Автор-персонаж далек от серьезности, он явно валяет дурака, моделируя версию своих возможных отношений с шотландской королевой. Осуществляя игру с имиджем Марии Стюарт, Бродский изображает ее как секс-символ своего детства, пришедший в жизнь с киноэкрана и сильнейшим образом повлиявший на формирование идеала женщины, способной свести с ума. Не этот ли секс-символ, осевший в подсознании, предопределил выбор реальной возлюбленной? Ведь даже имена у них совпадают, не только тип красоты, от которой бросает в дрожь. Объяснение в любви Марии Стюарт, следовательно, — воскрешение детской завороженности экранным кумиром (пусть ныне поэт смотрит на него другими глазами и подвергает деканонизации). Оно закономерно перетекает в любовное признание и тоскливую жалобу, адресованные реальной женщине — как бы живому воплощению идеала. Но Бродский сбивает с толку любителей смаковать подробности чужих драм, предпочитает тайнопись/игру. Не каждый заметит, что, обращаясь к статуе королевы, поэт использует форму "Вы"; осуществляя деканонизацию ее имиджа, — форму "ты"; "вы" же у него относится сразу к обеим Мариям, а отнюдь не только к Марии Стюарт. (Возможно, к этой игре Бродского подтолкнуло то обстоятельство, что в английском языке "ты" и "вы" "смешались" в "ю", в русском же имеют четкую дифференциацию.) Поэтому, когда Бродский пишет:
Я вас любил. Любовь еще... (445), —
то подвергает пушкинскую цитату перекодированию (имеется в виду: любил и ту, и другую Марию), включает ее в новый контекст.
Обозначив общность внешних черт, Бродский, однако, в дальнейшем разводит эти образы все дальше и дальше. Имидж Марии Стюарт подвергается последовательному снижению посредством па-
родирования приемов массового искусства, активного использования разговорно-просторечного и табуированного пластов языка.
Первоначальное детское впечатление (необыкновенная женщина, разбивающая мужские сердца) корректируется оценкой современников ("блядь"), причем первое не отменяет второе, а второе — первое. Бродский тем не менее отстаивает право Марии Стюарт быть такой,
какой она была.
Представленный на этом фоне абрис реальной Марии, так и остающийся едва угадываемым романтическим силуэтом, кажется еще более загадочным и желанным, как бы тающим в туманной дымке. Ее уход воссоздан с использованием блоковского кода ("О женщинах, о доблести, о славе"). Бесплотность образа усиливает ощущение недосягаемости возлюбленной. С таким же успехом можно твердить о любви каменной статуе.

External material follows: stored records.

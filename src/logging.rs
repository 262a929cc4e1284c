//! Logging setup.

use crate::cli::TracingFormat;
use crate::config::Config;
use tracing_subscriber::EnvFilter;
use tracing_subscriber::layer::SubscriberExt;
use tracing_subscriber::util::SubscriberInitExt;

/// Configure and initialize logging for the application.
///
/// `RUST_LOG` takes precedence; otherwise dependencies log at `warn` and this
/// crate at the configured level.
pub fn setup_logging(config: &Config, format: TracingFormat) {
    let filter = EnvFilter::try_from_default_env().unwrap_or_else(|_| {
        let base_level = &config.log_level;
        EnvFilter::new(format!("warn,hoopref={base_level}"))
    });

    match format {
        TracingFormat::Pretty => {
            tracing_subscriber::registry()
                .with(filter)
                .with(tracing_subscriber::fmt::layer().with_target(true))
                .init();
        }
        TracingFormat::Json => {
            tracing_subscriber::registry()
                .with(filter)
                .with(tracing_subscriber::fmt::layer().with_target(true).json())
                .init();
        }
    }
}
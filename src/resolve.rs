//! Fuzzy player-name resolution against a canonical roster.
//!
//! Free-text input ("Lebron Jamez") is matched against the reference list of
//! canonical names as they appear on the source site, then the winning name
//! drives page navigation: its last-name initial selects the per-letter
//! roster index page, and an exact scan of that page's entries yields the
//! player's detail-page link.

use serde::Serialize;
use tracing::debug;

#[derive(Debug, thiserror::Error)]
pub enum ResolveError {
    #[error("reference name list is empty")]
    EmptyReferenceList,
    #[error("player name has no last-name token: {0:?}")]
    MalformedName(String),
    #[error(
        "no confident match for {query:?}: best candidate {name:?} scored {score:.3}, minimum is {threshold:.3}"
    )]
    NoConfidentMatch {
        query: String,
        name: String,
        score: f64,
        threshold: f64,
    },
}

/// The winning canonical name and its similarity to the query.
#[derive(Debug, Clone, Serialize)]
pub struct MatchResult {
    pub name: String,
    /// Similarity ratio in [0.0, 1.0]; 1.0 is an exact match. Informational
    /// unless a confidence threshold is in force.
    pub score: f64,
}

/// Gestalt (Ratcliff/Obershelp) similarity ratio between two strings.
///
/// Recursively finds the longest matching block, then matches the pieces to
/// its left and right, and reports `2 * matches / (len(a) + len(b))`. This is
/// the longest-matching-blocks measure, normalized to [0.0, 1.0].
pub fn similarity_ratio(a: &str, b: &str) -> f64 {
    let a: Vec<char> = a.chars().collect();
    let b: Vec<char> = b.chars().collect();
    if a.is_empty() && b.is_empty() {
        return 1.0;
    }
    let matches = matched_len(&a, &b);
    2.0 * matches as f64 / (a.len() + b.len()) as f64
}

/// Total length of all matching blocks between `a` and `b`.
fn matched_len(a: &[char], b: &[char]) -> usize {
    let (start_a, start_b, len) = longest_block(a, b);
    if len == 0 {
        return 0;
    }
    len + matched_len(&a[..start_a], &b[..start_b])
        + matched_len(&a[start_a + len..], &b[start_b + len..])
}

/// Longest common substring as `(start_a, start_b, len)`, preferring the
/// earliest position in `a` on ties.
fn longest_block(a: &[char], b: &[char]) -> (usize, usize, usize) {
    let mut best = (0, 0, 0);
    // row[j + 1] holds the run length ending at a[i], b[j]
    let mut row = vec![0usize; b.len() + 1];
    for (i, &ca) in a.iter().enumerate() {
        let mut diag = 0;
        for (j, &cb) in b.iter().enumerate() {
            let above = row[j + 1];
            row[j + 1] = if ca == cb { diag + 1 } else { 0 };
            if row[j + 1] > best.2 {
                best = (i + 1 - row[j + 1], j + 1 - row[j + 1], row[j + 1]);
            }
            diag = above;
        }
    }
    best
}

/// Find the reference name most similar to `query`.
///
/// The reduction is left-biased: a candidate replaces the current best only
/// on a strictly greater score, so ties resolve to the earliest entry in the
/// reference list.
pub fn resolve(query: &str, reference: &[String]) -> Result<MatchResult, ResolveError> {
    let mut best: Option<MatchResult> = None;
    for candidate in reference {
        let score = similarity_ratio(query, candidate);
        match &best {
            Some(current) if score <= current.score => {}
            _ => {
                best = Some(MatchResult {
                    name: candidate.clone(),
                    score,
                })
            }
        }
    }
    best.ok_or(ResolveError::EmptyReferenceList)
}

/// Like [`resolve`], but reject best matches scoring below `threshold`.
pub fn resolve_confident(
    query: &str,
    reference: &[String],
    threshold: f64,
) -> Result<MatchResult, ResolveError> {
    let matched = resolve(query, reference)?;
    if matched.score < threshold {
        return Err(ResolveError::NoConfidentMatch {
            query: query.to_string(),
            name: matched.name,
            score: matched.score,
            threshold,
        });
    }
    Ok(matched)
}

/// Lowercase initial of the last whitespace-separated token of a canonical
/// name; selects the per-letter roster index page.
pub fn derive_index_key(name: &str) -> Result<char, ResolveError> {
    let last_token = name
        .split_whitespace()
        .last()
        .ok_or_else(|| ResolveError::MalformedName(name.to_string()))?;
    let initial = last_token
        .chars()
        .next()
        .ok_or_else(|| ResolveError::MalformedName(name.to_string()))?;
    Ok(initial.to_ascii_lowercase())
}

/// Scan index-page entries in order and return the href of the first entry
/// whose display name equals `canonical` exactly.
///
/// `None` means the caller keeps whatever URL it already had; the miss is
/// logged so it is not entirely silent.
pub fn resolve_detail_link<'a>(canonical: &str, entries: &'a [(String, String)]) -> Option<&'a str> {
    let found = entries
        .iter()
        .find(|(display, _)| display == canonical)
        .map(|(_, href)| href.as_str());
    if found.is_none() {
        debug!(player = canonical, "no index entry matched canonical name");
    }
    found
}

По существу, Бродский дает понять, что любил в своей жизни одну-единственную женщину, ведь Мария Стюарт — лишь поразивший воображение ребенка пуританской страны образ, созданный искусством. И не она, а Другая — истинный адресат признаний поэта:
... Любовь еще (возможно, что просто боль) сверлит мои мозги. Все разлетелось к черту но куски. Я застрелиться пробовал... (с. 445).

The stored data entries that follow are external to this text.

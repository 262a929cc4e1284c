//! Domain records projected out of the scraped pages.

use serde::Serialize;
use std::collections::HashMap;

/// Teams per conference in the standings table; East rows come first.
pub const CONFERENCE_SIZE: usize = 15;

/// One row of the standings table.
#[derive(Debug, Clone, PartialEq, Eq, Serialize)]
pub struct Team {
    pub name: String,
    pub wins: u32,
    pub losses: u32,
    /// 1-based rank within the team's own conference.
    pub rank: u32,
}

/// A player's per-game stat row: the name plus every `data-stat` cell as
/// scraped, keyed by the site's field id.
#[derive(Debug, Clone, Serialize)]
pub struct PlayerStats {
    pub name: String,
    pub stats: HashMap<String, String>,
}

/// One playoff series with the current game wins on each side.
#[derive(Debug, Clone, PartialEq, Eq, Serialize)]
pub struct PlayoffSeries {
    pub team_a: String,
    pub wins_a: u32,
    pub team_b: String,
    pub wins_b: u32,
}

/// A playoff round and its series; empty until the round is under way.
#[derive(Debug, Clone, Serialize)]
pub struct BracketRound {
    pub name: String,
    pub series: Vec<PlayoffSeries>,
}

/// The full bracket, all seven rounds in fixed order.
#[derive(Debug, Clone, Serialize)]
pub struct PlayoffBracket {
    pub rounds: Vec<BracketRound>,
}

/// Which slice of the standings to report.
#[derive(Debug, Clone, Copy, PartialEq, Eq, Serialize)]
#[serde(rename_all = "lowercase")]
pub enum Conference {
    All,
    East,
    West,
}

impl Conference {
    /// Total mapping from the full standings table to the requested slice.
    /// The source table lists the 15 East teams first, then the 15 West.
    pub fn slice(self, standings: Vec<Team>) -> Vec<Team> {
        match self {
            Conference::All => standings,
            Conference::East => standings.into_iter().take(CONFERENCE_SIZE).collect(),
            Conference::West => standings.into_iter().skip(CONFERENCE_SIZE).collect(),
        }
    }
}

#[cfg(test)]
mod tests {
    use super::*;

    fn fake_standings(count: usize) -> Vec<Team> {
        (0..count)
            .map(|i| Team {
                name: format!("Team {i}"),
                wins: 41,
                losses: 41,
                rank: (i % CONFERENCE_SIZE + 1) as u32,
            })
            .collect()
    }

    #[test]
    fn conference_slicing_is_total() {
        let standings = fake_standings(30);

        let all = Conference::All.slice(standings.clone());
        assert_eq!(all.len(), 30);

        let east = Conference::East.slice(standings.clone());
        assert_eq!(east.len(), 15);
        assert_eq!(east[0].name, "Team 0");

        let west = Conference::West.slice(standings);
        assert_eq!(west.len(), 15);
        assert_eq!(west[0].name, "Team 15");
        assert_eq!(west[0].rank, 1);
    }

    #[test]
    fn conference_slicing_handles_short_tables() {
        // A partial table (site mid-update) must not panic.
        let standings = fake_standings(10);
        assert_eq!(Conference::East.slice(standings.clone()).len(), 10);
        assert!(Conference::West.slice(standings).is_empty());
    }
}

Код пушкинской любовной лирики соединяется у Бродского с кодом любовной лирики Маяковского, гармония — с экспрессией, урегулированный пятистопный ямб — с асимметрией метрического и интонационно-синтаксического членения поэтической речи, переносами, вставками, эмфатическими внутристиховыми паузами. И тот и другой коды выступают как равноправные. Оппозиция поздний Пушкин — ранний Маяковский (реализм — модернизм) оказывается разрушенной, их противопоставление снятым.
"Переписывая" Пушкина и Маяковского по-своему, Бродский использует и индивидуальный авторский код. Сошлемся хотя бы на появляющееся в произведении уточнение: "Любовь еще (возможно, что просто боль)..." (с. 445). Оно развивает один из сквозных мотивов творчества поэта. Ведь жизнь, по Бродскому, есть боль, и человек — испытатель боли*. Да и оформление важной • для Бродского мысли
Там, на кресте
не возоплю: "Почто меня оставил?!"
Не превращу себя в благую весть!
Поскольку боль — не нарушенье правил:
страданье есть
способность тел,
и человек есть испытатель боли.
Но то ли свой ему неведом, то ли
ее предел (с. 220).
осуществляется посредством излюбленных им приемов: стилистических фигур разделения, enjambement, "прозаизирующих" стих, подчиняющих его метрика-ритмическую организацию интонационной.
Особенно наглядно момент расхождения проступает при сопоставлении сверхблагородного, но уже и охлажденного пушкинского:
Я вас любил так искренно, так нежно,
Как дай вам бог любимой быть другим [336, т. 3, с. 128]
с прощальным пожеланием/пророчеством Бродского:
Я вас любил так сильно, безнадежно, как дай вам Бог другими — но не даст! Он, будучи на многое горазд, не сотворит — по Пармениду — дважды сей жар в крови... (с. 445).
Здесь прорывается живое, уязвленное и оскорбленное чувство, свидетельствуя о том, что рана продолжает кровоточить. Бродского можно упрекнуть в недостаточном благородстве по отношению к покинувшей его возлюбленной, но не обвинишь в неискренности, лицемерии. Он побуждает усомниться в непреложности пушкинской формулы, которая может принадлежать лишь разлюбившему. А истово влюбленный отчасти безумен; для него мысль, что женщина может быть счастлива с другим, чаще всего непереносима, безмерно усиливает муки. Автор-персонаж как бы успокаивает себя: нет, это невозможно, "Бог не даст". ("Теоретически" же он желает Марии всякого благополучия.) Так что и отчасти видоизмененная цитата "Как дай вам бог любимой быть другим" у Бродского — не столько реальное пожелание, сколько средство проакцентировать силу и уникальность собственного чувства. Энергия неутоленной страсти рвет строку, громоздит раскаленные метафоры, давая ощущение чего-то мощного, но способного излиться нежностью. Платоническое и плотское не отделены у Бродского друг от друга — поэт любит и страдает действительно всем своим существом.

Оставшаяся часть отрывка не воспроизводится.